Figure 2: A microfabricated mold on a 4-inch silicon wafer

Procedure


1. Make a mold for your design, with reservoir locations 1 cm apart or more. This method was tested on SU-8 molds on silicon wafers, with resist thickness from 60 to 170 microns, without any special mold release treatment.

Pour a thin (~1 mm) layer of PDMS over the mold, and cure until solid. Place the nylon standoffs on top of the PDMS layer, over the ends of your channels, flange side down. Later you will punch to connect the reservoir with the channel on the underside of the chip. These reservoirs easily stay upright if the PDMS is still a bit sticky. (Figure 3)

Figure 3: Reservoirs are placed on a thin layer of PDMS cured over the mold

Figure 4: A second layer of PDMS holds the reservoirs in place

2. Pour a second 2 mm or thicker layer of PDMS around the reservoirs, covering the flanges to anchor them. (Figure 4) It doesn’t matter if PDMS seeps into some of the reservoirs. Let the PDMS level out, then cure until solid. The nylon reservoirs are OK at temperatures up to 80ºC.

3. Cut out individual devices with the X-Acto knife and peel off devices plus embedded reservoirs. It’s best to grip the devices at the PDMS using tweezers, rather than pulling on the reservoirs. (Figure 5)

Figure 5: Reservoirs and channels are removed from the mold together

4. Use the punching tool to create a port in each reservoir that connects to the microfluidic channel, making sure to remove a core of PDMS from each port. This can be done from the channel side (Figure 6) or from the reservoir side.

Figure 6: Punched ports connect reservoirs to channels

5. Bond the punched chips to a glass, PDMS or other substrate using plasma activation or other method of choice. Figure 7 is a side view of a bonded chip, showing anchored reservoirs and punched ports on a molded PDMS chip, attached to a blank PDMS slab on a glass slide.

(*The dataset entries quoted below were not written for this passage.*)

//! # gpa-storage
//!
//! Policy entry model and lookup backends for the Group Policy applier.
//!
//! Appliers never parse or persist policy data themselves. They ask a
//! [`PolicyStorage`] for the entry stored under a [`PolicyPath`] and get back
//! either the first matching [`PolicyEntry`] or `None`.
//!
//! ## Key components
//!
//! - [`PolicyStorage`] — trait abstracting the lookup backend. Absence is
//!   `Ok(None)`; only genuine backend faults are errors.
//! - [`MemoryStorage`] — ordered in-memory store, used by tests and callers
//!   that already hold their entries.
//! - [`SnapshotStorage`] — read-only store loaded from a JSON Lines export.

pub mod entry;
pub mod error;
pub mod memory;
pub mod snapshot;

pub use entry::{PolicyEntry, PolicyPath, PolicyValue};
pub use error::StorageError;
pub use memory::MemoryStorage;
pub use snapshot::SnapshotStorage;

/// Read-only lookup capability over stored policy entries.
///
/// Implementations are shared between appliers, so lookups take `&self` and
/// must never mutate the backing data.
pub trait PolicyStorage: Send + Sync {
    /// Return the first entry stored under exactly `path`.
    ///
    /// `Ok(None)` means the setting is not configured. `Err` is reserved for
    /// a backend that cannot answer the query at all.
    fn lookup(&self, path: &PolicyPath) -> Result<Option<PolicyEntry>, StorageError>;
}
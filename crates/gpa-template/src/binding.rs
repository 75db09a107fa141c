// binding.rs — Template bindings and the enforcement action traits.

use std::collections::BTreeMap;

use gpa_storage::PolicyValue;
use serde::Serialize;

use crate::error::TemplateError;

/// A template id paired with the variables it is rendered with.
///
/// Variable names are unique; insertion order carries no meaning.
#[derive(Debug, Clone, PartialEq, Eq, Serialize)]
pub struct TemplateBinding {
    pub template_id: String,
    pub variables: BTreeMap<String, PolicyValue>,
}

impl TemplateBinding {
    pub fn new(template_id: impl Into<String>) -> Self {
        Self {
            template_id: template_id.into(),
            variables: BTreeMap::new(),
        }
    }

    /// Set (or replace) a variable, returning the binding for chaining.
    pub fn with_variable(mut self, name: impl Into<String>, value: impl Into<PolicyValue>) -> Self {
        self.variables.insert(name.into(), value.into());
        self
    }

    pub fn variable(&self, name: &str) -> Option<&PolicyValue> {
        self.variables.get(name)
    }
}

/// A prepared "render template T with variables V and activate it" step.
///
/// Actions are immutable once built; `generate` may be called again to
/// re-render the same binding.
pub trait Enforcement: Send + Sync {
    /// Template this action renders.
    fn template_id(&self) -> &str;

    /// Render the template and activate the result.
    fn generate(&self) -> Result<(), TemplateError>;
}

/// Builds enforcement actions for a particular backend.
pub trait ActionFactory {
    fn create(&self, binding: TemplateBinding) -> Box<dyn Enforcement>;
}

#[cfg(test)]
mod tests {
    use super::*;

    #[test]
    fn with_variable_replaces_existing_value() {
        let binding = TemplateBinding::new("99-test")
            .with_variable("Deny_All", 0)
            .with_variable("Deny_All", 1);
        assert_eq!(binding.variables.len(), 1);
        assert_eq!(binding.variable("Deny_All"), Some(&PolicyValue::Int(1)));
        assert!(binding.variable("Other").is_none());
    }
}
pub mod apply;
pub mod show;
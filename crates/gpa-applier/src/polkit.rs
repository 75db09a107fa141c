// polkit.rs — Removable storage restrictions via polkit.
//
// Reads the RemovableStorageDevices\Deny_All machine policy and renders the
// `99-gpoa_disk_permissions` polkit rule. When the setting is absent the
// rule is still generated with `Deny_All = 0`, which leaves udisks2 actions
// to the system defaults.

use gpa_storage::{PolicyStorage, PolicyValue};
use gpa_template::{ActionFactory, PolkitConfig, PolkitRuleFactory, TemplateBinding};

use crate::applier::{Applier, ApplierState};
use crate::error::ApplierError;
use crate::mapped::MappedApplier;
use crate::mapping::PolicyMapping;

/// "All Removable Storage classes: Deny all access".
pub const DENY_ALL: &str = r"Software\Policies\Microsoft\Windows\RemovableStorageDevices\Deny_All";

/// Policy paths handled by [`PolkitApplier`] and the rules they drive.
pub const POLKIT_MAPPINGS: &[PolicyMapping] = &[PolicyMapping {
    path: DENY_ALL,
    template_id: "99-gpoa_disk_permissions",
    override_key: "Deny_All",
    defaults: &[("Deny_All", PolicyValue::Int(0))],
}];

/// Applier that generates polkit rules from machine policy.
pub struct PolkitApplier {
    inner: MappedApplier,
}

impl PolkitApplier {
    pub const NAME: &'static str = "polkit";

    /// Resolve polkit settings from `storage`, writing rules per `config`.
    pub fn new(storage: &dyn PolicyStorage, config: &PolkitConfig) -> Result<Self, ApplierError> {
        Self::with_factory(storage, &PolkitRuleFactory::new(config.clone()))
    }

    /// Like [`PolkitApplier::new`], with a caller-supplied action backend.
    pub fn with_factory(
        storage: &dyn PolicyStorage,
        factory: &dyn ActionFactory,
    ) -> Result<Self, ApplierError> {
        let inner = MappedApplier::new(Self::NAME, POLKIT_MAPPINGS, storage, factory)?;
        Ok(Self { inner })
    }

    pub fn bindings(&self) -> &[TemplateBinding] {
        self.inner.bindings()
    }

    pub fn state(&self) -> ApplierState {
        self.inner.state()
    }
}

impl Applier for PolkitApplier {
    fn name(&self) -> &str {
        self.inner.name()
    }

    fn apply(&mut self) -> Result<(), ApplierError> {
        tracing::debug!("PolkitApplier: applying {} rule(s)", self.inner.action_count());
        self.inner.apply()
    }
}
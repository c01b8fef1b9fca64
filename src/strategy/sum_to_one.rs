//! Sum-to-one arbitrage
//!
//! One up share plus one down share always settles at 1.00. Buying both
//! below that, after fees, locks in the difference.

use crate::execution::ceil_shares;
use rust_decimal::Decimal;

/// A priced arbitrage opportunity
#[derive(Debug, Clone, Copy, PartialEq, Eq)]
pub struct ArbQuote {
    pub ask_up: Decimal,
    pub ask_down: Decimal,
    /// Cost of one pair including fees
    pub total_cost: Decimal,
    /// Settlement minus cost, per pair
    pub profit: Decimal,
}

/// Price the pair at the asks
///
/// Fires iff `ask_up + ask_down + fee < threshold` and the per-pair profit
/// after fees reaches `min_profit`.
pub fn evaluate_sum_to_one(
    ask_up: Decimal,
    ask_down: Decimal,
    threshold: Decimal,
    fee: Decimal,
    min_profit: Decimal,
) -> Option<ArbQuote> {
    if ask_up <= Decimal::ZERO || ask_down <= Decimal::ZERO {
        return None;
    }
    let total_cost = ask_up + ask_down + fee;
    let profit = Decimal::ONE - total_cost;
    (total_cost < threshold && profit >= min_profit).then_some(ArbQuote {
        ask_up,
        ask_down,
        total_cost,
        profit,
    })
}

/// Shares per leg (equal on both sides)
///
/// Spends about `budget` on the pair, grows to the venue minimums on each
/// leg, and keeps each leg at most half of that side's ask depth so the
/// book holds twice the order. `None` if the minimums do not fit.
pub fn size_legs(
    quote: &ArbQuote,
    budget: Decimal,
    min_shares: Decimal,
    min_value: Decimal,
    depth_up: Option<Decimal>,
    depth_down: Option<Decimal>,
) -> Option<Decimal> {
    let pair_cost = quote.ask_up + quote.ask_down;
    if pair_cost <= Decimal::ZERO {
        return None;
    }

    let cheaper = quote.ask_up.min(quote.ask_down);
    let floor = min_shares.max(min_value / cheaper);
    let shares = ceil_shares((budget / pair_cost).max(floor));

    let depth_cap = match (depth_up, depth_down) {
        (Some(up), Some(down)) => Some(up.min(down) / Decimal::TWO),
        (Some(d), None) | (None, Some(d)) => Some(d / Decimal::TWO),
        (None, None) => None,
    };
    match depth_cap {
        Some(cap) if shares > cap => {
            let capped = crate::execution::floor_shares(cap);
            (capped >= floor).then_some(capped)
        }
        _ => Some(shares),
    }
}
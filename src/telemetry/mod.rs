//! Telemetry module
//!
//! Structured logging and Prometheus metrics

mod logging;
mod metrics;

pub use logging::{init_logging, LogFormat};
pub use metrics::{increment, record_latency, set_gauge, CounterMetric, GaugeMetric, LatencyMetric};

use crate::config::TelemetryConfig;
use metrics_exporter_prometheus::PrometheusBuilder;

/// Initialize all telemetry subsystems
///
/// The Prometheus exporter needs a running tokio runtime.
pub fn init_telemetry(config: &TelemetryConfig) -> anyhow::Result<()> {
    init_logging(&config.log_level, LogFormat::from_json_flag(config.json_logs))?;

    if config.metrics_port != 0 {
        PrometheusBuilder::new()
            .with_http_listener(([0, 0, 0, 0], config.metrics_port))
            .install()
            .map_err(|e| anyhow::anyhow!("Failed to start metrics exporter: {}", e))?;
        tracing::info!(port = config.metrics_port, "Prometheus exporter listening");
    }

    Ok(())
}
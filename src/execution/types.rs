//! Execution types

use crate::exchange::{OrderSide, RejectionKind};
use rust_decimal::Decimal;
use serde::Serialize;
use std::fmt;

/// What the caller wants traded
#[derive(Debug, Clone, PartialEq, Eq)]
pub struct OrderIntent {
    pub token_id: String,
    pub side: OrderSide,
    pub price: Decimal,
    /// Shares
    pub size: Decimal,
    pub tick_size: Decimal,
    /// Risk-class flag the order must carry
    pub neg_risk: bool,
}

/// Outcome class of an execution attempt
#[derive(Debug, Clone, Copy, PartialEq, Eq, Serialize)]
#[serde(rename_all = "lowercase")]
pub enum OrderStatus {
    /// The venue confirmed a fill
    Filled,
    /// Transport or signing trouble; may succeed later
    Failed,
    /// Refused by local validation or by the venue
    Rejected,
}

/// Where an attempt stopped
#[derive(Debug, Clone, Copy, PartialEq, Eq, Serialize)]
#[serde(rename_all = "lowercase")]
pub enum OrderPhase {
    Validate,
    Create,
    Post,
}

impl OrderPhase {
    pub fn as_str(&self) -> &'static str {
        match self {
            OrderPhase::Validate => "validate",
            OrderPhase::Create => "create",
            OrderPhase::Post => "post",
        }
    }
}

/// Result of one execution call; never an error
#[derive(Debug, Clone, PartialEq, Eq)]
pub struct OrderResult {
    pub status: OrderStatus,
    pub phase: OrderPhase,
    pub order_id: Option<String>,
    /// Actual fill, when filled
    pub fill_price: Option<Decimal>,
    pub fill_size: Option<Decimal>,
    pub rejection: Option<RejectionKind>,
    pub error: Option<String>,
}

impl OrderResult {
    pub fn filled(order_id: Option<String>, price: Decimal, size: Decimal) -> Self {
        Self {
            status: OrderStatus::Filled,
            phase: OrderPhase::Post,
            order_id,
            fill_price: Some(price),
            fill_size: Some(size),
            rejection: None,
            error: None,
        }
    }

    pub fn failed(phase: OrderPhase, error: impl Into<String>) -> Self {
        Self {
            status: OrderStatus::Failed,
            phase,
            order_id: None,
            fill_price: None,
            fill_size: None,
            rejection: None,
            error: Some(error.into()),
        }
    }

    pub fn rejected(phase: OrderPhase, kind: Option<RejectionKind>, error: impl Into<String>) -> Self {
        Self {
            status: OrderStatus::Rejected,
            phase,
            order_id: None,
            fill_price: None,
            fill_size: None,
            rejection: kind,
            error: Some(error.into()),
        }
    }

    pub fn is_filled(&self) -> bool {
        self.status == OrderStatus::Filled
    }

    /// Fill price and size, when filled
    pub fn fill(&self) -> Option<(Decimal, Decimal)> {
        match (self.status, self.fill_price, self.fill_size) {
            (OrderStatus::Filled, Some(price), Some(size)) => Some((price, size)),
            _ => None,
        }
    }
}

impl fmt::Display for OrderResult {
    fn fmt(&self, f: &mut fmt::Formatter<'_>) -> fmt::Result {
        match (self.fill_price, self.fill_size) {
            (Some(price), Some(size)) if self.is_filled() => {
                write!(f, "filled {} @ {}", size, price)
            }
            _ => write!(
                f,
                "{:?} at {}: {}",
                self.status,
                self.phase.as_str(),
                self.error.as_deref().unwrap_or("unknown")
            ),
        }
    }
}

#[cfg(test)]
mod tests {
    use super::*;
    use rust_decimal_macros::dec;

    #[test]
    fn test_fill_accessor() {
        let ok = OrderResult::filled(Some("id".into()), dec!(0.51), dec!(9.8));
        assert_eq!(ok.fill(), Some((dec!(0.51), dec!(9.8))));
        assert_eq!(ok.to_string(), "filled 9.8 @ 0.51");

        let failed = OrderResult::failed(OrderPhase::Create, "boom");
        assert_eq!(failed.fill(), None);
        assert_eq!(failed.to_string(), "Failed at create: boom");
    }
}
//! Binance WebSocket reference price feed

use super::{FeedError, PriceTick, ReferenceFeed};
use crate::config::FeedConfig;
use crate::ws::{WsClient, WsConfig, WsMessage};
use async_trait::async_trait;
use chrono::{TimeZone, Utc};
use rust_decimal::Decimal;
use serde::Deserialize;
use std::str::FromStr;
use tokio::sync::mpsc;

/// Binance trade message structure
#[derive(Debug, Deserialize)]
struct BinanceTradeMessage {
    /// Event type
    #[serde(rename = "e")]
    event_type: String,
    /// Symbol
    #[serde(rename = "s")]
    symbol: String,
    /// Price
    #[serde(rename = "p")]
    price: String,
    /// Trade time (milliseconds)
    #[serde(rename = "T")]
    trade_time: i64,
}

/// Combined-stream envelope: `{"stream": "btcusdt@trade", "data": {...}}`
#[derive(Debug, Deserialize)]
struct CombinedMessage {
    #[allow(dead_code)]
    stream: String,
    data: BinanceTradeMessage,
}

/// Binance combined trade stream for several USDT pairs
pub struct BinanceFeed {
    base_url: String,
    symbols: Vec<String>,
    ws_config: WsConfig,
}

impl BinanceFeed {
    /// Create a feed for the given assets ("btc" -> "btcusdt@trade")
    pub fn new(base_url: impl Into<String>, assets: &[String]) -> Self {
        let base_url = base_url.into().trim_end_matches('/').to_string();
        let symbols = assets
            .iter()
            .map(|a| format!("{}usdt", a.to_lowercase()))
            .collect();
        Self {
            base_url,
            symbols,
            ws_config: WsConfig::default(),
        }
    }

    /// Reuse the feed-wide reconnect and heartbeat settings
    pub fn with_feed_config(mut self, config: &FeedConfig) -> Self {
        self.ws_config = WsConfig::default()
            .initial_delay(config.initial_backoff())
            .max_delay(config.max_backoff())
            .heartbeat(config.heartbeat());
        self
    }

    /// Build the WebSocket URL for the combined trade stream
    fn build_ws_url(&self) -> String {
        let streams: Vec<String> = self.symbols.iter().map(|s| format!("{}@trade", s)).collect();
        format!("{}/stream?streams={}", self.base_url, streams.join("/"))
    }

    /// Parse a trade message, wrapped or bare, into a PriceTick
    fn parse_message(msg: &str) -> Option<PriceTick> {
        let trade = match serde_json::from_str::<CombinedMessage>(msg) {
            Ok(combined) => combined.data,
            Err(_) => serde_json::from_str::<BinanceTradeMessage>(msg).ok()?,
        };

        if trade.event_type != "trade" {
            return None;
        }

        let price = Decimal::from_str(&trade.price).ok()?;
        let exchange_ts = Utc.timestamp_millis_opt(trade.trade_time).single()?;

        Some(PriceTick {
            symbol: trade.symbol,
            price,
            timestamp: Utc::now(),
            exchange_ts,
        })
    }

    /// Run the message processing loop
    async fn run_message_loop(
        mut ws_rx: mpsc::Receiver<WsMessage>,
        tick_tx: mpsc::Sender<PriceTick>,
    ) {
        while let Some(msg) = ws_rx.recv().await {
            match msg {
                WsMessage::Text(text) => {
                    if let Some(tick) = Self::parse_message(&text) {
                        if tick_tx.send(tick).await.is_err() {
                            tracing::debug!("Tick receiver dropped, stopping feed");
                            break;
                        }
                    }
                }
                WsMessage::Connected => {
                    tracing::info!("Binance feed connected");
                }
                WsMessage::Disconnected => {
                    tracing::warn!("Binance feed disconnected");
                }
                WsMessage::Reconnecting { attempt, delay } => {
                    tracing::warn!(attempt, delay_ms = delay.as_millis() as u64, "Binance feed reconnecting");
                }
                WsMessage::Terminated => {
                    tracing::error!("Binance feed terminated");
                    break;
                }
                WsMessage::Binary(_) => {
                    // Binance doesn't send binary messages for trade streams
                }
            }
        }
    }
}

#[async_trait]
impl ReferenceFeed for BinanceFeed {
    async fn subscribe(&self) -> anyhow::Result<mpsc::Receiver<PriceTick>> {
        if self.symbols.is_empty() {
            return Err(FeedError::NoSymbols.into());
        }

        let (tick_tx, tick_rx) = mpsc::channel(1024);
        let mut config = self.ws_config.clone();
        config.url = self.build_ws_url();

        tracing::info!(symbols = ?self.symbols, "Subscribing to Binance feed");

        let ws_rx = WsClient::new(config).connect();
        tokio::spawn(Self::run_message_loop(ws_rx, tick_tx));

        Ok(tick_rx)
    }
}

#[cfg(test)]
mod tests {
    use super::*;

    fn assets() -> Vec<String> {
        vec!["btc".to_string(), "ETH".to_string()]
    }

    #[test]
    fn test_build_combined_url() {
        let feed = BinanceFeed::new("wss://stream.binance.com:9443/", &assets());
        assert_eq!(
            feed.build_ws_url(),
            "wss://stream.binance.com:9443/stream?streams=btcusdt@trade/ethusdt@trade"
        );
    }

    #[test]
    fn test_parse_combined_trade_message() {
        let msg = r#"{"stream":"btcusdt@trade","data":{"e":"trade","E":1704067200000,"s":"BTCUSDT","t":123456789,"p":"42500.50","q":"0.001","T":1704067200123}}"#;

        let tick = BinanceFeed::parse_message(msg).unwrap();
        assert_eq!(tick.symbol, "BTCUSDT");
        assert_eq!(tick.asset(), "BTC");
        assert_eq!(tick.price, Decimal::from_str("42500.50").unwrap());
        assert_eq!(tick.exchange_ts.timestamp_millis(), 1_704_067_200_123);
    }

    #[test]
    fn test_parse_bare_trade_message() {
        let msg = r#"{"e":"trade","E":1704067200000,"s":"ETHUSDT","t":1,"p":"2300.1","q":"1","T":1704067200123}"#;
        assert_eq!(BinanceFeed::parse_message(msg).unwrap().asset(), "ETH");
    }

    #[test]
    fn test_parse_rejects_other_events() {
        let msg = r#"{"e":"aggTrade","E":1704067200000,"s":"BTCUSDT","t":1,"p":"42500.50","q":"0.001","T":1704067200123}"#;
        assert!(BinanceFeed::parse_message(msg).is_none());
        assert!(BinanceFeed::parse_message("not valid json").is_none());

        let bad_price = r#"{"e":"trade","E":1,"s":"BTCUSDT","t":1,"p":"nan?","q":"1","T":1}"#;
        assert!(BinanceFeed::parse_message(bad_price).is_none());
    }

    #[tokio::test]
    async fn test_message_loop_survives_disconnect() {
        let (ws_tx, ws_rx) = mpsc::channel(10);
        let (tick_tx, mut tick_rx) = mpsc::channel(10);

        let handle = tokio::spawn(BinanceFeed::run_message_loop(ws_rx, tick_tx));

        ws_tx.send(WsMessage::Text("invalid json".to_string())).await.unwrap();
        ws_tx.send(WsMessage::Disconnected).await.unwrap();
        let msg = r#"{"e":"trade","E":1704067200000,"s":"BTCUSDT","t":1,"p":"100.00","q":"0.001","T":1704067200123}"#;
        ws_tx.send(WsMessage::Text(msg.to_string())).await.unwrap();

        let tick = tick_rx.recv().await.unwrap();
        assert_eq!(tick.price, Decimal::from_str("100.00").unwrap());

        ws_tx.send(WsMessage::Terminated).await.unwrap();
        handle.await.unwrap();
    }
}
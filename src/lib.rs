//! poly-engine: position lifecycle engine for Polymarket 15-minute up/down markets
//!
//! This library provides the core components for:
//! - Market discovery via the Gamma API
//! - Realtime token prices from the Polymarket market channel
//! - Order book depth and liquidity analysis
//! - Entry strategies (flash reversal, latency, oracle, sum-to-one) behind a gate
//! - Exit state machine with prioritized rules
//! - Venue-compatible order execution
//! - Portfolio risk management with circuit breakers
//! - Crash-safe position persistence
//! - Logging and Prometheus metrics

pub mod advisory;
pub mod cli;
pub mod config;
pub mod engine;
pub mod exchange;
pub mod execution;
pub mod exit;
pub mod feed;
pub mod market;
pub mod orderbook;
pub mod position;
pub mod risk;
pub mod strategy;
pub mod telemetry;
pub mod ws;
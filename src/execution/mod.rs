//! Order execution module
//!
//! Venue-compatible sizing and the create/post protocol for BUY and SELL

mod protocol;
mod sizing;
mod types;

pub use protocol::OrderExecutor;
pub use sizing::{adjust_buy_size, ceil_shares, floor_shares, round_to_tick};
pub use types::{OrderIntent, OrderPhase, OrderResult, OrderStatus};
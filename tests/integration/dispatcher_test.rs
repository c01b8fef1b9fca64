//! Bounded market dispatch

use async_trait::async_trait;
use chrono::{DateTime, Duration, Utc};
use poly_engine::engine::{MarketDispatcher, MarketProcessor};
use poly_engine::market::MarketSnapshot;
use rust_decimal_macros::dec;
use std::sync::atomic::{AtomicUsize, Ordering};
use std::sync::Arc;

use crate::support::market;

#[derive(Default)]
struct Gauge {
    active: AtomicUsize,
    peak: AtomicUsize,
    seen: AtomicUsize,
}

#[async_trait]
impl MarketProcessor for Gauge {
    async fn process_market(&self, _market: &MarketSnapshot, _now: DateTime<Utc>) -> anyhow::Result<()> {
        let active = self.active.fetch_add(1, Ordering::SeqCst) + 1;
        self.peak.fetch_max(active, Ordering::SeqCst);
        tokio::time::sleep(std::time::Duration::from_millis(10)).await;
        self.active.fetch_sub(1, Ordering::SeqCst);
        self.seen.fetch_add(1, Ordering::SeqCst);
        Ok(())
    }
}

#[tokio::test(flavor = "multi_thread", worker_threads = 4)]
async fn test_at_most_batch_size_markets_in_flight() {
    let now = Utc::now();
    let markets: Vec<MarketSnapshot> = (0..25)
        .map(|i| market(&format!("m{i}"), dec!(0.5), dec!(0.5), Duration::minutes(10), now))
        .collect();
    let gauge = Arc::new(Gauge::default());

    let report = MarketDispatcher::new(10).run_cycle(&gauge, &markets, now).await;

    assert_eq!(report.markets, 25);
    assert_eq!(report.batches, 3);
    assert_eq!(report.failed, 0);
    assert_eq!(gauge.seen.load(Ordering::SeqCst), 25);
    assert!(gauge.peak.load(Ordering::SeqCst) <= 10);
}

#[tokio::test]
async fn test_empty_cycle() {
    let gauge = Arc::new(Gauge::default());
    let report = MarketDispatcher::new(10).run_cycle(&gauge, &[], Utc::now()).await;
    assert_eq!(report.markets, 0);
    assert_eq!(report.batches, 0);
}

Figure 7: Side view of a sealed chip showing sunken reservoirs and ports

6. (Optional, for gas pressure-driven flow) Use epoxy to attach hose-barb connectors to the tops of any reservoirs you want to pressurize. Gas can be provided to each reservoir using Tygon tubing. The 1/16″ hose barb to Luer connectors, and 1/16″ ID Tygon tubing are a good match to the size of these reservoirs. Gluing adjacent Luer connectors together can help strengthen the assembly when several gas connections are anticipated.

7. Fill reservoirs through the open tops or through the bonded-on hose barbs. Dispensing from a syringe with a long needle or a needle threaded into a small diameter piece of tubing helps prevent trapped air by filling from the bottom up. Figure 8 shows a filled chip with barbs for gas tubes.

8. While these reservoirs have been pressurized up to 30 psi before delaminating, they are easily removed from the chip by bending them sideways. Reservoirs can be peeled out of old chips for re-use if needed.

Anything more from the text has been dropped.